### Exercise
Below are records; reproduce exactly the lines from the one that has "optional bounded wait." through the one that has "pub fn success(&self)", ends included, and nothing more.

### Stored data
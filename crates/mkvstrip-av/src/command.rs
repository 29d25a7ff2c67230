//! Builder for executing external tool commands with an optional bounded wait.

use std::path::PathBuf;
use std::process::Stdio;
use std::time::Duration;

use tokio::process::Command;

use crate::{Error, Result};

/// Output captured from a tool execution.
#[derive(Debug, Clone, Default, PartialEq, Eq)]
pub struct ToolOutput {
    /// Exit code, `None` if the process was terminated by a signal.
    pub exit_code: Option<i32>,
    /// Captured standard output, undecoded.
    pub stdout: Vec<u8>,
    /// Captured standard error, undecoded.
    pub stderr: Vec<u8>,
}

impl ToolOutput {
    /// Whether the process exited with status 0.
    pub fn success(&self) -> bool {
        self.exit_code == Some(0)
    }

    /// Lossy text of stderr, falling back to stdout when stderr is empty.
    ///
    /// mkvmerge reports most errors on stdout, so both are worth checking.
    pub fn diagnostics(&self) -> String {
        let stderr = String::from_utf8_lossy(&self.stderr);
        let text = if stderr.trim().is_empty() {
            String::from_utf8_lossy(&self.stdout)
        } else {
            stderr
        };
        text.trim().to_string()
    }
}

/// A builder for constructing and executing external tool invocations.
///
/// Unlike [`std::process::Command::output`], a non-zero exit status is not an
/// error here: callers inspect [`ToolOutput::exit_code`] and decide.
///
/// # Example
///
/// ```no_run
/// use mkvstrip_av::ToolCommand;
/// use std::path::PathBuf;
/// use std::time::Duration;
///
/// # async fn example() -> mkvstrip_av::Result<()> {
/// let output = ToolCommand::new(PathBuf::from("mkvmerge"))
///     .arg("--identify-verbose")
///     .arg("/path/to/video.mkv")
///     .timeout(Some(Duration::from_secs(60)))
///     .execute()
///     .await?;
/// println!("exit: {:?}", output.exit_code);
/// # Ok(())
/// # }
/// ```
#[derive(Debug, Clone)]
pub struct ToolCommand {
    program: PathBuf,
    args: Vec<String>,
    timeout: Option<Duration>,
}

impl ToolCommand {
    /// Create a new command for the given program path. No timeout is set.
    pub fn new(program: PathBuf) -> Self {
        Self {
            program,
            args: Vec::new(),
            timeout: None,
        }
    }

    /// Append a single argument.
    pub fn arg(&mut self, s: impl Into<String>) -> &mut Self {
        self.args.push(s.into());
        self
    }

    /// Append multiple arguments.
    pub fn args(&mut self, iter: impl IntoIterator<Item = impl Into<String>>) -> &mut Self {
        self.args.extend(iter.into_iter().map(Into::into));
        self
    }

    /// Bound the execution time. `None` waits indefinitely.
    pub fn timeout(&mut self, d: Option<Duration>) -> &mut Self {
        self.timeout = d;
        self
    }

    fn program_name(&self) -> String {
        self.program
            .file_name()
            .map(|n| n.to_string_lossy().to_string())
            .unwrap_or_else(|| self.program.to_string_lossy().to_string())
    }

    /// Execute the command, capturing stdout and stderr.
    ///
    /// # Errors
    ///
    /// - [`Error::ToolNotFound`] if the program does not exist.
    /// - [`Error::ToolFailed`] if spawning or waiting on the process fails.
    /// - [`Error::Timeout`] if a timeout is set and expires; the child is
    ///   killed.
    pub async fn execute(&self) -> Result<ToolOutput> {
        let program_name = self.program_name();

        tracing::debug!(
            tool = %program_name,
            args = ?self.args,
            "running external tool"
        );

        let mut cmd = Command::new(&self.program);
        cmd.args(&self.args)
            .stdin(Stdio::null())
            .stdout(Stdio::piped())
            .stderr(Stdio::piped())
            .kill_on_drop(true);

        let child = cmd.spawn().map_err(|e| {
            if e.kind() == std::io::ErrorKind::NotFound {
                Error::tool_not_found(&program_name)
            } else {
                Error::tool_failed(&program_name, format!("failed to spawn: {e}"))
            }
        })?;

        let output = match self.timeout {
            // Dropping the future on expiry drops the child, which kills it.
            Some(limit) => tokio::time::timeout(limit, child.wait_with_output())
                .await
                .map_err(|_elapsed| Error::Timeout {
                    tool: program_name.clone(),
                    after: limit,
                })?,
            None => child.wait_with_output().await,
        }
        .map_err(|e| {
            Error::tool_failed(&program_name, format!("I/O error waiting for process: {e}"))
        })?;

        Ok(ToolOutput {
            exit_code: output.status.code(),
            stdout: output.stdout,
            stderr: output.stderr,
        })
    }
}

### Answer section
//! Builder for executing external tool commands with an optional bounded wait.

use std::path::PathBuf;
use std::process::Stdio;
use std::time::Duration;

use tokio::process::Command;

use crate::{Error, Result};

/// Output captured from a tool execution.
#[derive(Debug, Clone, Default, PartialEq, Eq)]
pub struct ToolOutput {
    /// Exit code, `None` if the process was terminated by a signal.
    pub exit_code: Option<i32>,
    /// Captured standard output, undecoded.
    pub stdout: Vec<u8>,
    /// Captured standard error, undecoded.
    pub stderr: Vec<u8>,
}

impl ToolOutput {
    /// Whether the process exited with status 0.
    pub fn success(&self) -> bool {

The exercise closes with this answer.